Paul didn’t need to tell his audience to go save the world. He wanted them to train by going and saving their brothers and sisters in church. Paul is urging us to train to be more like Jesus by loving the people we already know, let alone the Republican/Democrat, rich/poor, black/white/Hispanic, Muslim/Jew/Baptist/ISIS individual we see about on television and grumble about.
You thought all of that was personal, poke-you-in-the-chest kind of butting in? You haven’t seen anything yet! Paul wants to talk about ridiculous love. Crazy, spectacular, train for the kingdom of God kind of love. Stuff that is so ridiculous, it almost has to get under your skin and bother you if you’d let it.r
Bless the people who persecute you. Not just don’t be mean back but wish them well.
Don’t think you’re better than you are, and be friends with people no one else will be friends with.
Be careful to do what is right in the eyes of everyone.
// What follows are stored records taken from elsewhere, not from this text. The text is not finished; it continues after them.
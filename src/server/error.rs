use crate::error::WeldMapError;
use axum::http::StatusCode;
use axum::response::{IntoResponse, Response};
use serde_json::json;

/// Application-level error type for HTTP handlers.
///
/// Wraps [`WeldMapError`] for domain errors and adds the request-shape
/// failures axum reports before a handler body runs. Every variant renders
/// as `{"detail": "<message>"}`.
#[derive(Debug, thiserror::Error)]
pub enum AppError {
    #[error(transparent)]
    Core(#[from] WeldMapError),

    /// Request body rejected by an extractor, with the status it chose.
    #[error("{detail}")]
    Rejected { status: StatusCode, detail: String },

    #[error("Internal error: {0}")]
    InternalError(String),
}

pub type AppResult<T> = Result<T, AppError>;

const INTERNAL_MESSAGE: &str = "An internal error occurred";

/// HTTP status for a domain error.
pub fn status_for(err: &WeldMapError) -> StatusCode {
    match err {
        WeldMapError::InvalidInput { .. }
        | WeldMapError::NotAPdf { .. }
        | WeldMapError::PageOutOfRange { .. }
        | WeldMapError::DuplicateAnnotationId { .. }
        | WeldMapError::TransformConfig { .. } => StatusCode::BAD_REQUEST,
        WeldMapError::DecodeFailure { .. }
        | WeldMapError::CorruptPdf { .. }
        | WeldMapError::MissingField { .. } => StatusCode::UNPROCESSABLE_ENTITY,
        WeldMapError::ProviderNotConfigured { .. } => StatusCode::SERVICE_UNAVAILABLE,
        _ => StatusCode::INTERNAL_SERVER_ERROR,
    }
}

impl IntoResponse for AppError {
    fn into_response(self) -> Response {
        let (status, message) = match &self {
            AppError::Core(core) => {
                let status = status_for(core);
                if status == StatusCode::INTERNAL_SERVER_ERROR {
                    tracing::error!(error = %core, "Request failed");
                    (status, INTERNAL_MESSAGE.to_string())
                } else {
                    tracing::warn!(error = %core, status = %status, "Request rejected");
                    (status, core.to_string())
                }
            }
            AppError::Rejected { status, detail } => (*status, detail.clone()),
            AppError::InternalError(msg) => {
                tracing::error!(error = %msg, "Internal error");
                let status = StatusCode::INTERNAL_SERVER_ERROR;
                (status, INTERNAL_MESSAGE.to_string())
            }
        };

        (status, axum::Json(json!({ "detail": message }))).into_response()
    }
}

#[cfg(test)]
mod tests {
    use super::*;

    #[test]
    fn domain_errors_map_to_statuses() {
        let invalid = WeldMapError::invalid("no images");
        assert_eq!(status_for(&invalid), StatusCode::BAD_REQUEST);
        let missing = WeldMapError::MissingField {
            field: "file".into(),
        };
        assert_eq!(status_for(&missing), StatusCode::UNPROCESSABLE_ENTITY);
        let corrupt = WeldMapError::CorruptPdf {
            detail: "xref".into(),
        };
        assert_eq!(status_for(&corrupt), StatusCode::UNPROCESSABLE_ENTITY);
        let unconfigured = WeldMapError::ProviderNotConfigured {
            provider: "openai".into(),
            hint: String::new(),
        };
        assert_eq!(status_for(&unconfigured), StatusCode::SERVICE_UNAVAILABLE);
        assert_eq!(
            status_for(&WeldMapError::PdfiumBindingFailed("dlopen".into())),
            StatusCode::INTERNAL_SERVER_ERROR
        );
    }

    #[test]
    fn internal_errors_are_sanitised() {
        let core = WeldMapError::Internal("secret path /srv/x".into());
        let resp = AppError::Core(core).into_response();
        assert_eq!(resp.status(), StatusCode::INTERNAL_SERVER_ERROR);
    }
}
If possible, live at peace with everyone.
If you have an enemy who is hungry, feed him, thirsty, give him a drink.
Do not be overcome by evil, but overcome evil with good.
That last one kind of sums it up, doesn’t it? Don’t let evil overcome you, but overcome it with good. Can we actually do that?
You can forgive your spouse, ex-boyfriend/girlfriend, child, parent for the harm they have caused you? Can you pray that God would love them so much that their lives would be blessed and successful?
Can you think of that person in your life who no one wants to talk to because they are so annoying/rude/mean/standoffish/unapproachable/uncool/fill-in-the-blank? Can you imagine a world where tomorrow you would walk up to them and intentionally bless them by being present?
We hear a lot about how Christians should be offended by this and that. We know there’s truth, and that the world can’t see the truth we see. So, we’re encouraged by the talking heads on conservative television (and some pastors) to “fight back”. And Paul shows up and says, “as much as you can control it, be at peace with everyone.”
Paul argued for the risen Christ, he died for him, too. But he didn’t fight people, he didn’t aim to hurt them. He trained to be the speaker and teacher he was so that he could tell even the people who would condemn him to death: “you are loved.” That’s radical training, my friends.
Back when I was swimming and running competitively, we swam and ran longer than the lengths of our competition. It wouldn’t do any good to just do the minimum of the race, because then our bodies wouldn’t have fine-tuned to the speed, distance, and stamina we needed. We had to exceed the expectations, to reach farther, so that our training would prepare us for the race. So that the competition itself would feel easier.
In our training, our membership vows as United Methodists, we promised to participate by our prayers, our presence, our gifts, our service, and our witness. That’s the bare minimum. Are we training for the event, for running the race of a faithful race, in a way that brings glory to God and prepares us for the kingdom?
Or are we chalking it up to “practice” and ignoring the instructions?
The race is upon us, and pulled spiritual muscles, and Holy Spirit-dehydrated souls will let us down in the long run. We need to prepare for the long haul, and trust that our training will be sufficient.